//! File byte-range access, scoped to a single load call.
//!
//! Geometry and variable files are memory-mapped where the host platform
//! permits it; [`FileSource::open`] falls back to a heap read when mmap
//! construction fails (e.g. zero-length files, some network filesystems).
//! Either way the bytes are released when the `FileSource` is dropped,
//! including on every error path, since ownership is a plain `enum` with no
//! background thread or cache to outlive the call.

use std::fs::File;
use std::path::Path;

use memmap2::Mmap;

use crate::error::{EResult, EncasError};

enum Backing {
    Mapped(Mmap),
    Heap(Vec<u8>),
}

/// An immutable view over an entire file's bytes.
pub struct FileSource {
    backing: Backing,
}

impl FileSource {
    pub fn open(path: impl AsRef<Path>) -> EResult<Self> {
        let path = path.as_ref();
        let file = File::open(path).map_err(|e| {
            if e.kind() == std::io::ErrorKind::NotFound {
                rootcause::Report::new(EncasError::NotFound {
                    what: "file",
                    path: path.display().to_string(),
                })
            } else {
                rootcause::Report::new(EncasError::Io(e))
            }
        })?;

        // SAFETY: the file is not concurrently truncated by this process;
        // the mapping is dropped with this FileSource before the next call
        // that might invalidate it.
        match unsafe { Mmap::map(&file) } {
            Ok(mmap) => Ok(Self {
                backing: Backing::Mapped(mmap),
            }),
            Err(_) => {
                use std::io::Read;
                let mut file = file;
                let mut buf = Vec::new();
                file.read_to_end(&mut buf)
                    .map_err(|e| rootcause::Report::new(EncasError::Io(e)))?;
                Ok(Self {
                    backing: Backing::Heap(buf),
                })
            }
        }
    }

    pub fn bytes(&self) -> &[u8] {
        match &self.backing {
            Backing::Mapped(mmap) => mmap.as_ref(),
            Backing::Heap(buf) => buf.as_slice(),
        }
    }
}
//! Reader and post-processor for the EnSight Gold scientific visualisation
//! format: a textual case descriptor plus companion binary geometry and
//! variable payload files describing unstructured finite-element meshes
//! and time-varying field data.
//!
//! [`Case::open`] is the entry point. It parses the case file, then scans
//! (but does not materialise) the geometry for every time step. Call
//! [`Case::load_mesh`] to materialise a time step, [`Case::load_shell`] to
//! reduce it to its renderable outer surface, and
//! [`Case::load_variable_on_shell`] to read and project a field onto that
//! surface.

pub mod case;
pub mod data;
pub mod error;
pub mod flat;
pub mod logging;
pub mod mesh;
pub mod variable;

use std::path::{Path, PathBuf};

use case::model::{CaseDescriptor, VariableDescriptor};
use data::source::FileSource;
use error::{EResult, EncasError};
use logging::Logger;
use mesh::geometry::Mesh;
use mesh::shell::Shell;

/// A parsed case plus everything needed to materialise its meshes, shells,
/// and variables on demand. Not safe to mutate concurrently; independent
/// cases in independent threads are fine.
pub struct Case {
    descriptor: CaseDescriptor,
    logger: Logger,
}

impl Case {
    /// Parse the case file at `path` and scan mesh-info for every time step
    /// of its model geometry.
    pub fn open(path: impl AsRef<Path>, logger: Logger) -> EResult<Self> {
        let descriptor = case::parser::parse(path, &logger)?;
        Ok(Self { descriptor, logger })
    }

    pub fn descriptor(&self) -> &CaseDescriptor {
        &self.descriptor
    }

    /// Number of model geometry time steps this case has mesh-info for.
    pub fn step_count(&self) -> usize {
        self.descriptor.step_count()
    }

    fn model_filename(&self, time_index: usize) -> EResult<PathBuf> {
        let model = self.descriptor.geometry.model.as_ref().ok_or_else(|| {
            rootcause::Report::new(EncasError::format("case has no model geometry"))
        })?;
        let filename = self.expand_pattern(&model.filename, model.time_set, time_index)?;
        Ok(self.descriptor.dirname.join(filename))
    }

    fn expand_pattern(
        &self,
        pattern: &str,
        time_set: Option<i32>,
        time_index: usize,
    ) -> EResult<String> {
        match time_set {
            None => Ok(pattern.to_string()),
            Some(ts_id) => {
                let ts = self.descriptor.time_set(ts_id).ok_or_else(|| {
                    rootcause::Report::new(EncasError::consistency(format!(
                        "time set {ts_id} is not defined"
                    )))
                })?;
                let start = ts.filename_start_number.unwrap_or(0);
                let increment = ts.filename_increment.unwrap_or(1);
                case::wildcard::expand(pattern, start + increment * time_index as i32)
            }
        }
    }

    /// Materialise the mesh for time step `time_index`.
    pub fn load_mesh(&self, time_index: usize) -> EResult<Mesh> {
        let info = self.descriptor.mesh_info.get(time_index).ok_or_else(|| {
            rootcause::Report::new(EncasError::consistency(format!(
                "time index {time_index} has no mesh-info record"
            )))
        })?;
        let path = self.model_filename(time_index)?;
        self.logger.info(format!("loading geometry '{}'", path.display()));
        let source = FileSource::open(&path)?;
        mesh::geometry::load(source.bytes(), info)
    }

    /// Materialise the mesh for `time_index` and reduce it to its outer
    /// surface.
    pub fn load_shell(&self, time_index: usize) -> EResult<Shell> {
        let mesh = self.load_mesh(time_index)?;
        mesh::shell::extract(&mesh)
    }

    /// Materialise the mesh for `time_index` and concatenate it into a
    /// single flat mesh.
    pub fn load_flat_mesh(&self, time_index: usize) -> EResult<flat::FlatMesh> {
        let mesh = self.load_mesh(time_index)?;
        Ok(flat::export(&mesh))
    }

    fn find_variable(&self, description: &str) -> EResult<&VariableDescriptor> {
        self.descriptor.variable(description).ok_or_else(|| {
            rootcause::Report::new(EncasError::consistency(format!(
                "no variable named '{description}'"
            )))
        })
    }

    fn locate_variable_file(
        &self,
        var: &VariableDescriptor,
        time_index: usize,
    ) -> EResult<PathBuf> {
        let filename = self.expand_pattern(&var.filename, var.time_set, time_index)?;
        Ok(self.descriptor.dirname.join(filename))
    }

    /// Load `description` at `time_index` and project it onto `shell`'s
    /// compacted vertices. `mesh` must be the mesh `shell` was extracted
    /// from.
    pub fn load_variable_on_shell(
        &self,
        description: &str,
        time_index: usize,
        mesh: &Mesh,
        shell: &Shell,
    ) -> EResult<Vec<f32>> {
        let var = self.find_variable(description)?;
        let path = self.locate_variable_file(var, time_index)?;
        self.logger.info(format!("loading variable '{}'", path.display()));
        let source = FileSource::open(&path)?;
        let vspace = variable::load_to_vspace(source.bytes(), var.kind, mesh)?;
        let components = variable::component_count(var.kind);
        Ok(variable::project_onto_shell(&vspace, shell, components))
    }

    /// Load `description` at `time_index` as a flat, unaveraged payload
    /// suitable for [`Case::load_flat_mesh`]'s output. Per-element values
    /// are per-cell, not per-vertex; see [`flat`] module docs.
    pub fn load_variable_flat(
        &self,
        description: &str,
        time_index: usize,
        mesh: &Mesh,
    ) -> EResult<Vec<f32>> {
        let var = self.find_variable(description)?;
        let path = self.locate_variable_file(var, time_index)?;
        let source = FileSource::open(&path)?;
        variable::load_flat(source.bytes(), var.kind, mesh)
    }
}

pub use case::model::{GeometryEntry, GeometrySection, TimeSet};
pub use error::EncasError;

◆ **EXERCISE DESCRIPTION**:
Every line in the data above that contains the word "increment" should be copied.

◆ **YOUR RESPONSE**:
                let increment = ts.filename_increment.unwrap_or(1);
                case::wildcard::expand(pattern, start + increment * time_index as i32)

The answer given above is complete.